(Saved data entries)
■ ■ ■ ■ ■
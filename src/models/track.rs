//! Track model: one parallel lane of the conference day.

use serde::Serialize;
use tracing::trace;

use super::{Session, SessionKind, Talk};
use crate::config::DayLayout;
use crate::format::minutes_to_friendly_time;

/// A track: a morning and an afternoon session under a stable number.
#[derive(Debug, Clone, PartialEq, Eq, Serialize)]
pub struct Track {
    number: u32,
    morning: Session,
    afternoon: Session,
}

impl Track {
    /// Creates an empty track. Numbers are 1-based and assigned by the schedule.
    pub fn new(number: u32, layout: &DayLayout) -> Self {
        Self {
            number,
            morning: Session::morning(layout),
            afternoon: Session::afternoon(layout),
        }
    }

    #[inline]
    pub fn number(&self) -> u32 {
        self.number
    }

    pub fn morning(&self) -> &Session {
        &self.morning
    }

    pub fn afternoon(&self) -> &Session {
        &self.afternoon
    }

    /// Session of the given kind.
    pub fn session(&self, kind: SessionKind) -> &Session {
        match kind {
            SessionKind::Morning => &self.morning,
            SessionKind::Afternoon => &self.afternoon,
        }
    }

    pub fn session_mut(&mut self, kind: SessionKind) -> &mut Session {
        match kind {
            SessionKind::Morning => &mut self.morning,
            SessionKind::Afternoon => &mut self.afternoon,
        }
    }

    /// Morning then afternoon.
    pub fn sessions(&self) -> [&Session; 2] {
        [&self.morning, &self.afternoon]
    }

    /// Sequential placement: morning first, then afternoon.
    ///
    /// Each session is only tried while it reports space. Returns the talk
    /// in `Err` if neither accepts it.
    pub fn add_talk(&mut self, talk: Talk) -> Result<(), Talk> {
        let talk = if self.morning.has_space() {
            match self.morning.add_talk(talk) {
                Ok(()) => {
                    trace!(track = self.number, session = %SessionKind::Morning, "placed talk");
                    return Ok(());
                }
                Err(talk) => talk,
            }
        } else {
            talk
        };

        if self.afternoon.has_space() {
            self.afternoon.add_talk(talk)?;
            trace!(track = self.number, session = %SessionKind::Afternoon, "placed talk");
            return Ok(());
        }
        Err(talk)
    }

    /// Unused minutes across both sessions.
    pub fn wasted_time(&self) -> u32 {
        self.morning.wasted_time() + self.afternoon.wasted_time()
    }

    /// Minutes occupied across both sessions.
    pub fn used_time(&self) -> u32 {
        self.morning.used_time() + self.afternoon.used_time()
    }

    pub fn is_empty(&self) -> bool {
        self.morning.is_empty() && self.afternoon.is_empty()
    }

    /// The chronologically last talk in this track.
    pub fn latest_talk(&self) -> Option<&Talk> {
        self.afternoon
            .last_talk()
            .or_else(|| self.morning.last_talk())
    }

    /// Day-clock minute at which the last talk ends, if any.
    pub fn latest_end_clock(&self) -> Option<u32> {
        let session = if self.afternoon.is_empty() {
            &self.morning
        } else {
            &self.afternoon
        };
        let end = session.last_talk()?.end_time()?;
        Some(session.start_hour() * 60 + end)
    }

    /// Renders the track with the given networking start (day-clock minutes).
    ///
    /// The afternoon block is omitted when the afternoon is empty.
    pub fn render(&self, layout: &DayLayout, closing_minute: u32) -> String {
        let mut lines = vec![format!("Track {}", self.number), String::new()];
        if !self.morning.is_empty() {
            lines.push(self.morning.to_string());
        }
        lines.push(format!(
            "{} Lunch",
            minutes_to_friendly_time(0, layout.lunch_start_hour())
        ));
        if !self.afternoon.is_empty() {
            lines.push(self.afternoon.to_string());
        }
        lines.push(format!(
            "{} Networking Event",
            minutes_to_friendly_time(closing_minute, 0)
        ));
        lines.join("\n")
    }
}

#[cfg(test)]
mod tests {
    use super::*;

    fn layout() -> DayLayout {
        DayLayout::default()
    }

    #[test]
    fn test_adding_talks_fills_morning_first() {
        let mut track = Track::new(1, &layout());
        for i in 1..=6 {
            assert!(track.add_talk(Talk::new(format!("Talk {i}"), 60)).is_ok());
        }

        assert_eq!(track.morning().talks()[0].title(), "Talk 1");
        assert_eq!(track.morning().talks().last().unwrap().title(), "Talk 3");
        assert_eq!(track.afternoon().talks()[0].title(), "Talk 4");
        assert_eq!(track.afternoon().talks().last().unwrap().title(), "Talk 6");
        assert_eq!(track.wasted_time(), 60);
        assert_eq!(track.used_time(), 360);
    }

    #[test]
    fn test_falls_back_to_afternoon_when_morning_too_short() {
        let mut track = Track::new(1, &layout());
        track.add_talk(Talk::new("Long", 150)).unwrap();
        track.add_talk(Talk::new("Medium", 60)).unwrap();
        assert_eq!(track.morning().talks().len(), 1);
        assert_eq!(track.afternoon().talks()[0].title(), "Medium");
    }

    #[test]
    fn test_full_track_returns_talk() {
        let mut track = Track::new(3, &layout());
        track.add_talk(Talk::new("Morning", 180)).unwrap();
        track.add_talk(Talk::new("Afternoon", 240)).unwrap();
        let rejected = track.add_talk(Talk::new("Extra", 5)).unwrap_err();
        assert_eq!(rejected.title(), "Extra");
        assert_eq!(track.wasted_time(), 0);
    }

    #[test]
    fn test_latest_talk() {
        let mut track = Track::new(1, &layout());
        assert!(track.latest_talk().is_none());
        assert!(track.latest_end_clock().is_none());

        track.add_talk(Talk::new("Morning", 60)).unwrap();
        assert_eq!(track.latest_talk().unwrap().title(), "Morning");
        assert_eq!(track.latest_end_clock(), Some(10 * 60));

        track.session_mut(SessionKind::Afternoon)
            .add_talk(Talk::new("Afternoon", 45))
            .unwrap();
        assert_eq!(track.latest_talk().unwrap().title(), "Afternoon");
        assert_eq!(track.latest_end_clock(), Some(13 * 60 + 45));
    }

    #[test]
    fn test_render_omits_empty_afternoon() {
        let mut track = Track::new(1, &layout());
        track.add_talk(Talk::new("Quick One", 5)).unwrap();
        assert_eq!(
            track.render(&layout(), 16 * 60),
            "Track 1\n\n09:00AM Quick One lightning\n12:00PM Lunch\n04:00PM Networking Event"
        );
    }

    #[test]
    fn test_render_full_day() {
        let mut track = Track::new(2, &layout());
        track.add_talk(Talk::new("Keynote", 180)).unwrap();
        track.add_talk(Talk::new("Workshop", 240)).unwrap();
        assert_eq!(
            track.render(&layout(), 17 * 60),
            "Track 2\n\n09:00AM Keynote 180min\n12:00PM Lunch\n01:00PM Workshop 240min\n05:00PM Networking Event"
        );
    }
}
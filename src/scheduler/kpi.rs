//! Schedule quality metrics (KPIs).
//!
//! # Metrics
//!
//! | Metric | Definition |
//! |--------|-----------|
//! | Track count | Tracks in the schedule |
//! | Lower bound | ceil(total talk minutes / track capacity) |
//! | Wasted minutes | Sum of unused session capacity |
//! | Utilization | Used minutes / total capacity |
//! | Empty afternoons | Tracks whose afternoon holds no talks |

use std::collections::BTreeMap;

use serde::Serialize;

use super::bfd::estimate_track_count;
use crate::models::Schedule;

/// Schedule performance indicators.
///
/// All time values are in minutes.
#[derive(Debug, Clone, PartialEq, Serialize)]
pub struct ScheduleKpi {
    /// Number of tracks used.
    pub track_count: usize,
    /// Capacity-based lower bound on the track count.
    pub lower_bound_tracks: usize,
    /// Number of talks placed.
    pub talk_count: usize,
    /// Minutes occupied by talks.
    pub used_minutes: u32,
    /// Minutes left idle across all sessions.
    pub wasted_minutes: u32,
    /// Fraction of capacity used (0.0..1.0). 1.0 for an empty schedule.
    pub utilization: f64,
    /// Wasted minutes per track number.
    pub wasted_by_track: BTreeMap<u32, u32>,
    /// Tracks with nothing scheduled after lunch.
    pub empty_afternoons: usize,
}

impl ScheduleKpi {
    /// Computes KPIs from a packed schedule.
    pub fn calculate(schedule: &Schedule) -> Self {
        let used = schedule.used_time();
        let wasted = schedule.wasted_time();
        let capacity = used + wasted;

        let utilization = if capacity == 0 {
            1.0
        } else {
            used as f64 / capacity as f64
        };

        let wasted_by_track = schedule
            .tracks()
            .iter()
            .map(|t| (t.number(), t.wasted_time()))
            .collect();

        let empty_afternoons = schedule
            .tracks()
            .iter()
            .filter(|t| t.afternoon().is_empty())
            .count();

        Self {
            track_count: schedule.track_count(),
            lower_bound_tracks: estimate_track_count(used, schedule.layout()),
            talk_count: schedule.talk_count(),
            used_minutes: used,
            wasted_minutes: wasted,
            utilization,
            wasted_by_track,
            empty_afternoons,
        }
    }

    /// Whether the schedule uses no more tracks than the capacity bound.
    pub fn is_at_lower_bound(&self) -> bool {
        self.track_count <= self.lower_bound_tracks
    }
}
■ ■ ■ ■ ■
### Aim of the exercise
Where a line of the entries above holds the word "Keynote", return that line.

### Response area
        track.add_talk(Talk::new("Keynote", 180)).unwrap();
            "Track 2\n\n09:00AM Keynote 180min\n12:00PM Lunch\n01:00PM Workshop 240min\n05:00PM Networking Event"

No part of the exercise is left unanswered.